▶ _DATA SHOWN_:
---
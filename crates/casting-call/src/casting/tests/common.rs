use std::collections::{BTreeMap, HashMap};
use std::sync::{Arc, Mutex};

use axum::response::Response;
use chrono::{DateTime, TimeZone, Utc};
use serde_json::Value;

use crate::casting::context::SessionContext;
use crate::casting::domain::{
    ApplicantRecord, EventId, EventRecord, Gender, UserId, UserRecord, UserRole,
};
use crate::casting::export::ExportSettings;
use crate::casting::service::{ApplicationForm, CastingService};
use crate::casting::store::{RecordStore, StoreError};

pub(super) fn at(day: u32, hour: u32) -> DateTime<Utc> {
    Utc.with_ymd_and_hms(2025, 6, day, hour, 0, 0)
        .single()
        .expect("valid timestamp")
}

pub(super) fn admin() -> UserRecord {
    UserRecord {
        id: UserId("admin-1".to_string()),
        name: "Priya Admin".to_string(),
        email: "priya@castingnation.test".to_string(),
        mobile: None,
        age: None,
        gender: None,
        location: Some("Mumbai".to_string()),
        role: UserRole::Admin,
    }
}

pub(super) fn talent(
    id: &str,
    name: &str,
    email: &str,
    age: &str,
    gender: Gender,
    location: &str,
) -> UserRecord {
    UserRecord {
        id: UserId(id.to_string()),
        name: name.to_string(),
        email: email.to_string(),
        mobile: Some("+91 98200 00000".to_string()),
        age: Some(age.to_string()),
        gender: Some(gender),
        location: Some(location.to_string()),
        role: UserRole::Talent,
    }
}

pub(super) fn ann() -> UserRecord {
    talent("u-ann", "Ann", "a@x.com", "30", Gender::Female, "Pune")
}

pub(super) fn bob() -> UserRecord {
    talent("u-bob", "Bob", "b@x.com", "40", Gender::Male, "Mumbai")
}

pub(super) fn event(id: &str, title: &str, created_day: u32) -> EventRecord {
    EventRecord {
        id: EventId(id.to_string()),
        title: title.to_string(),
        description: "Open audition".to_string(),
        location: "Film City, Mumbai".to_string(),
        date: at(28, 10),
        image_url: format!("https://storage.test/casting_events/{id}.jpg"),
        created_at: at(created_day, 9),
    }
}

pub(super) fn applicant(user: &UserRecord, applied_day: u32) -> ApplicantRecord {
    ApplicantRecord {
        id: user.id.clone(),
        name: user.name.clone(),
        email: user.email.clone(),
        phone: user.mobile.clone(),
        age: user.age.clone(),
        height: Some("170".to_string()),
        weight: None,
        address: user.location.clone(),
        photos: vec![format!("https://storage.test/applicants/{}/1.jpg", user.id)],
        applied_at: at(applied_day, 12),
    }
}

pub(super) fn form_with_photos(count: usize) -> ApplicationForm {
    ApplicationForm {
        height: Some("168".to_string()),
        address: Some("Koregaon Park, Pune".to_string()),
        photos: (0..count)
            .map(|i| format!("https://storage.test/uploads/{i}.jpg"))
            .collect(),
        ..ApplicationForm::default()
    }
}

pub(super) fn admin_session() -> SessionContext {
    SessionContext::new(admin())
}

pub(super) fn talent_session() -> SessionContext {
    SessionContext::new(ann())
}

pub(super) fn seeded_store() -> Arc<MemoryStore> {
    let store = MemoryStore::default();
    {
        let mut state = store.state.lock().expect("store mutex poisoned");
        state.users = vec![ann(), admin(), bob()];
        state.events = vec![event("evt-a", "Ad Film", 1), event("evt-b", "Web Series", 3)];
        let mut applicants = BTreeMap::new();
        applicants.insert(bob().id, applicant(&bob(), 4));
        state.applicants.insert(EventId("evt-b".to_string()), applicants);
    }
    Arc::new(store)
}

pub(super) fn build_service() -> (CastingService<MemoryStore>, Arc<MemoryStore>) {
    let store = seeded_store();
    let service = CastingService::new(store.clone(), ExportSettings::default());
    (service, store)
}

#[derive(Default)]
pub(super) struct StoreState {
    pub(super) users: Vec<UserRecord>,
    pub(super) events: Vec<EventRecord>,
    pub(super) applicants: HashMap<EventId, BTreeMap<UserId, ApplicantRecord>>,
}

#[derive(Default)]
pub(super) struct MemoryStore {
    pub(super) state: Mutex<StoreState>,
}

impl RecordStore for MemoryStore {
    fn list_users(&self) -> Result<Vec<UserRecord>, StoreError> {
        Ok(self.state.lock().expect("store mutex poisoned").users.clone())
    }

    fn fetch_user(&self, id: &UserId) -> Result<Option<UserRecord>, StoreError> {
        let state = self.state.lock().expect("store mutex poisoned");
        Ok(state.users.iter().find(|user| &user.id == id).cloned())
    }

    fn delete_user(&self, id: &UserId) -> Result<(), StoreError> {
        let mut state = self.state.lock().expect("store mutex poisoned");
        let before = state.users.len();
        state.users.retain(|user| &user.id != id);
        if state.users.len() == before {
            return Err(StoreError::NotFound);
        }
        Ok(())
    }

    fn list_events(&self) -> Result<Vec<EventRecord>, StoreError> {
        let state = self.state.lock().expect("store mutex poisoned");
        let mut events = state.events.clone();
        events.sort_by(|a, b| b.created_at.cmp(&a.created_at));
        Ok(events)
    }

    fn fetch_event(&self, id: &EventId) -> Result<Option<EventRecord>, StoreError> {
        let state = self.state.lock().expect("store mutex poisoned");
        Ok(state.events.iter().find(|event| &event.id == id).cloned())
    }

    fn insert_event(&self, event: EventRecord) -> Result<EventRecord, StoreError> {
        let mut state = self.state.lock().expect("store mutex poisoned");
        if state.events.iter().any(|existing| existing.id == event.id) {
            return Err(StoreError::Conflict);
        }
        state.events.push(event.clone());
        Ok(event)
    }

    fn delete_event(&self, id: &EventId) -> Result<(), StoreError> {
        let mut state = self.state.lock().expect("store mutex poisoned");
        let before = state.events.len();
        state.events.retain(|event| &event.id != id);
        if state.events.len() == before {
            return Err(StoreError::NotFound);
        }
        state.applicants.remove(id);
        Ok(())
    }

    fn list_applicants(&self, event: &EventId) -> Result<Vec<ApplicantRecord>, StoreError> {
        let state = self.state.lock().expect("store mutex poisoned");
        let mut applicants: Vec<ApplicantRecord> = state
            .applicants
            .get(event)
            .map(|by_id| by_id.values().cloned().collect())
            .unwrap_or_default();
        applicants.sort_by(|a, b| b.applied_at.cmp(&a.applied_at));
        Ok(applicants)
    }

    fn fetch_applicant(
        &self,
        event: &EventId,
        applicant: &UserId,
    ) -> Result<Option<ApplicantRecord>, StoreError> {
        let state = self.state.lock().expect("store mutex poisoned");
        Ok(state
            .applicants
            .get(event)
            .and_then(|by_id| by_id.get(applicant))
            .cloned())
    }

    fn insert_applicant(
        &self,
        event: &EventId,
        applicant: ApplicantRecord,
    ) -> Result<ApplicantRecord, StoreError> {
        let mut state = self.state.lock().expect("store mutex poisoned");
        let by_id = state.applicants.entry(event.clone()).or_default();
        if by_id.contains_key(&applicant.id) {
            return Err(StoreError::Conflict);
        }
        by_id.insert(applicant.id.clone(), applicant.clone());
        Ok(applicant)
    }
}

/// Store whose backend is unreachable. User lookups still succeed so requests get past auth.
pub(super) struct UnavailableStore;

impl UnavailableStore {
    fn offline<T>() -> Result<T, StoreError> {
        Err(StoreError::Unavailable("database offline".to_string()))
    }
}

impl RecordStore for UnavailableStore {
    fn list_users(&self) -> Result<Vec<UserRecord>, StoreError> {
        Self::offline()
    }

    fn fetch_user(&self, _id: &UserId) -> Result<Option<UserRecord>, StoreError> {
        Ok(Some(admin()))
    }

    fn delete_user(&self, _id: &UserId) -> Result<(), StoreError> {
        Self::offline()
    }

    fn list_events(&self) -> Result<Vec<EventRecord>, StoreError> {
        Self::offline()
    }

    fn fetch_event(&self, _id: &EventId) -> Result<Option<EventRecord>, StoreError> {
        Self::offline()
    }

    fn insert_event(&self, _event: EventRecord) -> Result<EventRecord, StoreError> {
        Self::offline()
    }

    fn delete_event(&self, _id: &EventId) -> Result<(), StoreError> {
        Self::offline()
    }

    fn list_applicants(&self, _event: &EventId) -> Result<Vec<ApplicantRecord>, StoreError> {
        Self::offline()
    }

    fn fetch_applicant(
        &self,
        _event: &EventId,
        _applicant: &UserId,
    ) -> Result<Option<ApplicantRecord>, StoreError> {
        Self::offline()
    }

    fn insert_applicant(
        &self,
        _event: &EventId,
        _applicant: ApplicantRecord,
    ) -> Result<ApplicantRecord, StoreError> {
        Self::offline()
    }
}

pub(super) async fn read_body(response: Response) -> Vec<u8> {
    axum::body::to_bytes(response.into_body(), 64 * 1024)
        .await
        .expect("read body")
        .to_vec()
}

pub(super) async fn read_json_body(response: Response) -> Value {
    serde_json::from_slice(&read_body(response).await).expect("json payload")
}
---
▶ _DIRECTIONS_: Please transcribe, exactly and with nothing added, the lines from the first line of the material above through the line that contains "pub(super) fn admin()".

▶ _ANSWER TO THIS EXERCISE_:
filename crates/casting-call/src/casting/tests/common.rs
use std::collections::{BTreeMap, HashMap};
use std::sync::{Arc, Mutex};

use axum::response::Response;
use chrono::{DateTime, TimeZone, Utc};
use serde_json::Value;

use crate::casting::context::SessionContext;
use crate::casting::domain::{
    ApplicantRecord, EventId, EventRecord, Gender, UserId, UserRecord, UserRole,
};
use crate::casting::export::ExportSettings;
use crate::casting::service::{ApplicationForm, CastingService};
use crate::casting::store::{RecordStore, StoreError};

pub(super) fn at(day: u32, hour: u32) -> DateTime<Utc> {
    Utc.with_ymd_and_hms(2025, 6, day, hour, 0, 0)
        .single()
        .expect("valid timestamp")
}

pub(super) fn admin() -> UserRecord {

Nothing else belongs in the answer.